The Fourier transform $\mathcal{F} \{ \text{rect}(t) \}$ of the rectangular signal is derived by explicit evaluation of the definition

$$\mathcal{F} \{ \text{rect}(t) \} = \int_{-\infty}^{\infty} \text{rect}(t) \, e^{-j \omega t} \; dt = \int_{- \frac{1}{2}}^{\frac{1}{2}} e^{-j \omega t} \; dt = \frac{\sin(\frac{\omega}{2})}{\frac{\omega}{2}}$$

The result is commonly abbreviated in terms of the cardinal sine or sinc function

$$\text{sinc}(x) = \begin{cases} \frac{sin(x)}{x} & \text{for } x \neq 0 \\ 1 & \text{for } x = 0 \end{cases}$$

Note, that the value at $x = 0$ has been derived by applying L'Hôpital's rule to $\frac{sin(x)}{x}$. The sinc function is an important function in (digital) signal processing and communications engineering. It shows the following properties

1. Its maximum value is one at $x=0$

2. Its amplitude decays with $\frac{1}{|x|}$

3. Its zeros are located at $x_0 = n \cdot \pi$ for $n \in \mathcal{Z} \setminus \{0\}$

4. $\int_{-\infty}^{\infty} \text{sinc}(t) \; dt = \pi$

Using the sinc function, the Fourier transform of $\text{rect}(t)$ reads

$$\mathcal{F} \{ \text{rect}(t) \} = \text{sinc}\left( \frac{\omega}{2} \right)$$

The Laplace transform of the rectangular signal is given as

$$\mathcal{L} \{ \text{rect}(t) \} = \frac{\sinh \left( \frac{s}{2} \right) }{\frac{s}{2}}$$

with the $\text{ROC} \{ \text{rect}(t) \} = \mathbb{C}$. The Laplace transform of the rectangular signal can be related to its Fourier transform by using $\sinh (s) = -j \sin(j s)$ with the substitution $s = j \omega$

$$\frac{\sinh \left( \frac{s}{2} \right) }{\frac{s}{2}} \Bigg\vert_{s= j \omega} = \frac{\sin \left( \frac{\omega}{2} \right) }{\frac{\omega}{2}}$$

Example

The Fourier transform of the rectangular signal is computed in the following. First the rectangular signal is defined

In [4]:
class rect(sym.Function):

@classmethod
def eval(cls, arg):
return sym.Heaviside(arg + sym.S.Half) - sym.Heaviside(arg - sym.S.Half)

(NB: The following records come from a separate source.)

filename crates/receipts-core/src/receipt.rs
use serde::{Deserialize, Serialize};
use thiserror::Error;

/// A retail purchase submitted for scoring.
///
/// Every field defaults when absent from the JSON body, so a payload that
/// omits `retailer` decodes successfully and is then rejected by
/// [`Receipt::validate`] rather than by the decoder.
#[derive(Debug, Clone, Default, PartialEq, Eq, Serialize, Deserialize)]
#[serde(rename_all = "camelCase", default)]
pub struct Receipt {
    pub retailer: String,
    /// Calendar date as submitted, e.g. `"2022-01-01"`. Parsed best-effort.
    pub purchase_date: String,
    /// 24-hour clock time as submitted, e.g. `"13:01"`. Parsed best-effort.
    pub purchase_time: String,
    pub items: Vec<Item>,
    /// Decimal amount as a string, e.g. `"35.35"`.
    pub total: String,
}

/// A single line item on a [`Receipt`].
#[derive(Debug, Clone, Default, PartialEq, Eq, Serialize, Deserialize)]
#[serde(rename_all = "camelCase", default)]
pub struct Item {
    pub short_description: String,
    /// Decimal amount as a string, e.g. `"12.25"`. Parsed best-effort.
    pub price: String,
}

/// Boundary validation failures for a submitted receipt.
#[derive(Debug, Clone, PartialEq, Eq, Error)]
pub enum ReceiptError {
    #[error("missing required field: {0}")]
    MissingField(&'static str),
}

impl Receipt {
    /// Checks the fields every receipt must carry before it can be scored.
    ///
    /// Only presence is checked: `retailer` and `total` must be non-empty and
    /// `items` must contain at least one entry. Dates, times, and amounts are
    /// not inspected here.
    ///
    /// # Errors
    ///
    /// Returns [`ReceiptError::MissingField`] naming the first absent field.
    pub fn validate(&self) -> Result<(), ReceiptError> {
        if self.retailer.is_empty() {
            return Err(ReceiptError::MissingField("retailer"));
        }
        if self.total.is_empty() {
            return Err(ReceiptError::MissingField("total"));
        }
        if self.items.is_empty() {
            return Err(ReceiptError::MissingField("items"));
        }
        Ok(())
    }
}
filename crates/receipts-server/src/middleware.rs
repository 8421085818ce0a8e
use axum::{extract::Request, http::HeaderValue, middleware::Next, response::Response};
use uuid::Uuid;

pub const REQUEST_ID_HEADER: &str = "x-request-id";

/// Newtype wrapping a request ID string, stored as a request extension.
#[derive(Debug, Clone)]
pub struct RequestId(pub String);

/// Axum middleware that extracts or generates a request ID.
///
/// If the incoming request has an `x-request-id` header, that value is used.
/// Otherwise a new `UUIDv4` is generated. The ID is:
/// - Inserted into request extensions as [`RequestId`]
/// - Set on the response as the `x-request-id` header
pub async fn request_id(mut req: Request, next: Next) -> Response {
    let id = incoming_request_id(req.headers().get(REQUEST_ID_HEADER))
        .map_or_else(|| Uuid::new_v4().to_string(), String::from);

    req.extensions_mut().insert(RequestId(id.clone()));

    let mut res = next.run(req).await;

    if let Ok(val) = HeaderValue::from_str(&id) {
        res.headers_mut().insert(REQUEST_ID_HEADER, val);
    }

    res
}

fn incoming_request_id(value: Option<&HeaderValue>) -> Option<&str> {
    value
        .and_then(|v| v.to_str().ok())
        .map(str::trim)
        .filter(|s| !s.is_empty())
}
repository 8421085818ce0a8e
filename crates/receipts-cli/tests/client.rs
//! Integration tests for `ReceiptsClient`.
//!
//! Uses `wiremock` to stand up a local HTTP server for each test so no real
//! receipts service is needed.

use receipts_core::{Item, Receipt, ReceiptId};
use serde_json::json;
use wiremock::matchers::{body_partial_json, body_string, header, method, path};
use wiremock::{Mock, MockServer, ResponseTemplate};

use receipts_cli::{ClientError, ReceiptsClient};

fn test_client(base_url: &str) -> ReceiptsClient {
    ReceiptsClient::new(base_url, 5).expect("failed to build test ReceiptsClient")
}

fn simple_receipt() -> Receipt {
    Receipt {
        retailer: "Target".to_string(),
        purchase_date: "2022-01-02".to_string(),
        purchase_time: "13:13".to_string(),
        items: vec![Item {
            short_description: "Pepsi - 12-oz".to_string(),
            price: "1.25".to_string(),
        }],
        total: "1.25".to_string(),
    }
}

#[tokio::test]
async fn process_receipt_posts_camel_case_body_and_returns_id() {
    let server = MockServer::start().await;

    Mock::given(method("POST"))
        .and(path("/receipts/process"))
        .and(body_partial_json(json!({
            "retailer": "Target",
            "purchaseDate": "2022-01-02",
            "items": [{ "shortDescription": "Pepsi - 12-oz", "price": "1.25" }]
        })))
        .respond_with(
            ResponseTemplate::new(200)
                .set_body_json(json!({ "id": "7fb1377b-b223-49d9-a31a-5a02701dd310" })),
        )
        .expect(1)
        .mount(&server)
        .await;

    let id = test_client(&server.uri())
        .process_receipt(&simple_receipt())
        .await
        .expect("process_receipt should succeed");

    assert_eq!(id.as_str(), "7fb1377b-b223-49d9-a31a-5a02701dd310");
}

#[tokio::test]
async fn process_receipt_surfaces_rejection_status() {
    let server = MockServer::start().await;

    Mock::given(method("POST"))
        .and(path("/receipts/process"))
        .respond_with(ResponseTemplate::new(400).set_body_string("missing required field"))
        .mount(&server)
        .await;

    let err = test_client(&server.uri())
        .process_receipt(&Receipt::default())
        .await
        .expect_err("400 should be an error");

    assert!(
        matches!(err, ClientError::Status { status: 400, ref body } if body.contains("missing")),
        "expected Status(400), got: {err:?}"
    );
}

#[tokio::test]
async fn process_receipt_json_posts_body_unchanged() {
    let server = MockServer::start().await;
    // `total` is a number, which the service rejects but the client must not.
    let raw = r#"{"retailer":"Target","items":[],"total":1.25}"#;

    Mock::given(method("POST"))
        .and(path("/receipts/process"))
        .and(header("content-type", "application/json"))
        .and(body_string(raw))
        .respond_with(ResponseTemplate::new(400).set_body_string("invalid request payload"))
        .expect(1)
        .mount(&server)
        .await;

    let err = test_client(&server.uri())
        .process_receipt_json(raw.as_bytes().to_vec())
        .await
        .expect_err("400 should be an error");

    assert!(
        matches!(err, ClientError::Status { status: 400, .. }),
        "expected Status(400), got: {err:?}"
    );
}

#[tokio::test]
async fn process_receipt_json_returns_id() {
    let server = MockServer::start().await;

    Mock::given(method("POST"))
        .and(path("/receipts/process"))
        .respond_with(ResponseTemplate::new(200).set_body_json(json!({ "id": "abc-123" })))
        .expect(1)
        .mount(&server)
        .await;

    let id = test_client(&server.uri())
        .process_receipt_json(br#"{"retailer":"Target"}"#.to_vec())
        .await
        .expect("process_receipt_json should succeed");

    assert_eq!(id.as_str(), "abc-123");
}

#[tokio::test]
async fn process_receipt_rejects_response_without_id() {
    let server = MockServer::start().await;

    Mock::given(method("POST"))
        .and(path("/receipts/process"))
        .respond_with(ResponseTemplate::new(200).set_body_json(json!({ "receipt": "abc" })))
        .mount(&server)
        .await;

    let err = test_client(&server.uri())
        .process_receipt(&simple_receipt())
        .await
        .expect_err("missing id should be an error");

    assert!(
        matches!(err, ClientError::Deserialize { .. }),
        "expected Deserialize, got: {err:?}"
    );
}

#[tokio::test]
async fn get_points_returns_points() {
    let server = MockServer::start().await;

    Mock::given(method("GET"))
        .and(path("/receipts/abc-123/points"))
        .respond_with(ResponseTemplate::new(200).set_body_json(json!({ "points": 31 })))
        .expect(1)
        .mount(&server)
        .await;

    let points = test_client(&server.uri())
        .get_points(&ReceiptId::from("abc-123"))
        .await
        .expect("get_points should succeed");

    assert_eq!(points, 31);
}

#[tokio::test]
async fn get_points_maps_404_to_not_found() {
    let server = MockServer::start().await;

    Mock::given(method("GET"))
        .and(path("/receipts/missing/points"))
        .respond_with(ResponseTemplate::new(404))
        .mount(&server)
        .await;

    let err = test_client(&server.uri())
        .get_points(&ReceiptId::from("missing"))
        .await
        .expect_err("404 should be an error");

    assert!(
        matches!(err, ClientError::NotFound(ref id) if id == "missing"),
        "expected NotFound, got: {err:?}"
    );
}

#[tokio::test]
async fn get_points_surfaces_server_error() {
    let server = MockServer::start().await;

    Mock::given(method("GET"))
        .and(path("/receipts/abc/points"))
        .respond_with(ResponseTemplate::new(500).set_body_string("boom"))
        .mount(&server)
        .await;

    let err = test_client(&server.uri())
        .get_points(&ReceiptId::from("abc"))
        .await
        .expect_err("500 should be an error");

    assert!(
        matches!(err, ClientError::Status { status: 500, .. }),
        "expected Status(500), got: {err:?}"
    );
}

#[tokio::test]
async fn base_url_path_prefix_is_preserved() {
    let server = MockServer::start().await;

    Mock::given(method("GET"))
        .and(path("/api/receipts/abc/points"))
        .respond_with(ResponseTemplate::new(200).set_body_json(json!({ "points": 7 })))
        .expect(1)
        .mount(&server)
        .await;

    let points = test_client(&format!("{}/api", server.uri()))
        .get_points(&ReceiptId::from("abc"))
        .await
        .expect("get_points should succeed");

    assert_eq!(points, 7);
}
use thiserror::Error;

/// Errors returned by the receipts API client.
#[derive(Debug, Error)]
pub enum ClientError {
    /// Network or TLS failure from the underlying HTTP client.
    #[error("HTTP error: {0}")]
    Http(#[from] reqwest::Error),

    /// The configured base URL could not be parsed.
    #[error("invalid base URL '{url}': {reason}")]
    InvalidBaseUrl { url: String, reason: String },

    /// The service does not know the requested receipt id.
    #[error("receipt '{0}' not found")]
    NotFound(String),

    /// The service answered with a non-success status.
    #[error("receipts API returned {status}: {body}")]
    Status { status: u16, body: String },

    /// The response body could not be deserialized into the expected type.
    #[error("JSON deserialization error for {context}: {source}")]
    Deserialize {
        context: String,
        #[source]
        source: serde_json::Error,
    },
}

Now the Fourier transform is computed

In [5]:
X = fourier_transform(rect(t))
X

Out[5]:
$\displaystyle \frac{2 \sin{\left(\frac{\omega}{2} \right)}}{\omega}$
In [6]:
sym.plot(X, (w, -30, 30), xlabel=r'$\omega$', ylabel=r'sinc($\omega / 2$)');


Exercise

• Derive the Fourier transform of a scaled rectangular signal $\text{rect}(a t)$ with $a \in \mathbb{R}$ by manual evaluation of the Fourier integral or by modification of above example.
• What happens to the sinc function if you increase/decrease the width of the rectangular signal?